We will continue to fight the misinformed, deranged right. We still need at least a public option, we need to fix the anti-choice Nelson amendment that came along with the final bill and we need to keep pushing to finally bring to America what the rest of the industrialized world already has: an end to insurance-based health care and single payer, truly universal health care. Before all that, we need to push the Senate to pass the better House fixes and get that signed into law too. And we will.

But today, let's take a day off and enjoy the victory we fought so hard for. It took us a year to get here and we deserve it.

Friday, March 19, 2010

Remembrances on the near-eve of a historic vote

As we approach the final passage of the historic health care reform act and it being signed into law, I share my memories of the last time we tried this and failed.  My story isn't about the history of what happened back in the early Clinton administration when reform failed, this is more personal and perhaps more enlightening about what happened back then.

It was 1993, a year after I had transferred my job and moved my family to Oregon.   My late wife and I were following the news about the efforts to pass universal health care with great excitement and hope - not so much for ourselves as we had health coverage through my job but for members of both of our families who didn't.  We cheered the speeches for it on TV and booed those against it.  Having moved from the San Francisco Bay Area to a small town in eastern Oregon, that was about all we could do - there wasn't much opportunity for liberal activism in a conservative town who's main claim to fame was a four day rodeo. The activist part was my thing - my wife agreed with me and often went further left than me when it came to politics but going to rallies, etc. was something she didn't do but tolerated her husband doing.

One day, we got word that President Clinton's campaign for universal health care was taking buses and going on the road - and that one of the stops was going to be the small town we'd just moved to.  The tiny progressive community there was very excited and there were rumors that First Lady Hillary Clinton was on the bus.  I had the day off when the bus caravan was supposed to arrive so I decided to attend, hoping I'd return home with tales of meeting and shaking hands with Hillary Clinton.

The place the bus tour was going to use was the town National Guard armory, and everything was set and prepared for the visit.  There were chairs set before a podium for a rally, people were milling about waiting - there was even a roped-off area to the side for any protestors who might show up as well.  I chatted with some of the people there and were told stories of how one mother-to-be was worried that she'd have to give birth with no health insurance and her worries about the health of her soon-to-arrive child.  Others told me of injuries and illnesses that went untreated because they and their families just didn't have the money for a doctor.  They all spoke of how great it will be when such worries are a thing of the past and I vigorously nodded my agreement.

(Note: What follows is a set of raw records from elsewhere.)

use std::env;
use std::fmt;
use std::net::{IpAddr, SocketAddr};
use std::path::PathBuf;

/// Distinguishes runtime behavior for different stages of the service.
#[derive(Debug, Clone, Copy, PartialEq, Eq)]
pub enum AppEnvironment {
    Development,
    Test,
    Production,
}

impl AppEnvironment {
    fn from_str(value: &str) -> Self {
        match value.trim().to_ascii_lowercase().as_str() {
            "prod" | "production" => Self::Production,
            "test" | "ci" => Self::Test,
            _ => Self::Development,
        }
    }
}

/// Top-level configuration for the review rewards service.
#[derive(Debug, Clone)]
pub struct AppConfig {
    pub environment: AppEnvironment,
    pub server: ServerConfig,
    pub telemetry: TelemetryConfig,
    pub seed: SeedConfig,
}

impl AppConfig {
    pub fn load() -> Result<Self, ConfigError> {
        dotenvy::dotenv().ok();

        let environment = AppEnvironment::from_str(
            &env::var("APP_ENV").unwrap_or_else(|_| "development".to_string()),
        );

        let host = env::var("APP_HOST").unwrap_or_else(|_| "127.0.0.1".to_string());
        let port = env::var("APP_PORT")
            .unwrap_or_else(|_| "3000".to_string())
            .parse::<u16>()
            .map_err(|_| ConfigError::InvalidPort)?;

        let log_level = env::var("APP_LOG_LEVEL").unwrap_or_else(|_| "info".to_string());

        let seed_file = env::var("APP_SEED_FILE")
            .ok()
            .map(|value| value.trim().to_string())
            .filter(|value| !value.is_empty())
            .map(PathBuf::from);

        Ok(Self {
            environment,
            server: ServerConfig { host, port },
            telemetry: TelemetryConfig { log_level },
            seed: SeedConfig { path: seed_file },
        })
    }
}

/// Settings controlling the HTTP server binding.
#[derive(Debug, Clone)]
pub struct ServerConfig {
    pub host: String,
    pub port: u16,
}

impl ServerConfig {
    pub fn socket_addr(&self) -> Result<SocketAddr, ConfigError> {
        if self.host.eq_ignore_ascii_case("localhost") {
            return Ok(SocketAddr::new(IpAddr::from([127, 0, 0, 1]), self.port));
        }

        let ip: IpAddr = self
            .host
            .parse()
            .map_err(|source| ConfigError::InvalidHost { source })?;

        Ok(SocketAddr::new(ip, self.port))
    }
}

/// Tracing controls.
#[derive(Debug, Clone)]
pub struct TelemetryConfig {
    pub log_level: String,
}

/// Optional JSON fixture with badges, achievements and users loaded at startup.
#[derive(Debug, Clone, Default)]
pub struct SeedConfig {
    pub path: Option<PathBuf>,
}

#[derive(Debug)]
pub enum ConfigError {
    InvalidPort,
    InvalidHost { source: std::net::AddrParseError },
}

impl fmt::Display for ConfigError {
    fn fmt(&self, f: &mut fmt::Formatter<'_>) -> fmt::Result {
        match self {
            ConfigError::InvalidPort => write!(f, "APP_PORT must be a valid u16"),
            ConfigError::InvalidHost { .. } => {
                write!(f, "APP_HOST must parse to an IPv4 or IPv6 address")
            }
        }
    }
}

impl std::error::Error for ConfigError {
    fn source(&self) -> Option<&(dyn std::error::Error + 'static)> {
        match self {
            ConfigError::InvalidPort => None,
            ConfigError::InvalidHost { source } => Some(source),
        }
    }
}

The hour for the buses came....and went.  Some started worrying that something had happened on purpose to the buses enroute and possibly to the buses' inhabitants.  I sort of sidled up to the advance people for the event talking on their cell phones to see if I could get some news on what happened by listening in to their side of the phone conversation.  They beat me to spreading the word - they announced to the crowd that the buses had mechanical problems and would be delayed an hour or so.

The crowd was mainly made up of people who had driven miles from rural areas and even smaller towns to be there and they groaned a bit but decided to stay on.  One hour became two, two became three and as time wore on the crowd got smaller and smaller.  In the fourth hour the buses finally arrived but the crowd was so small by then that holding the rally in the armory would have made it look like no one had ever shown up.  So, to make us all look like a bigger crowd than we were for the cameras, the rally was jammed into the lobby of the armory so we all looked like there were so many of us that we were jammed together.  The rally itself was only about 15 minutes long, with no stories from people who needed universal health care and no First Lady either.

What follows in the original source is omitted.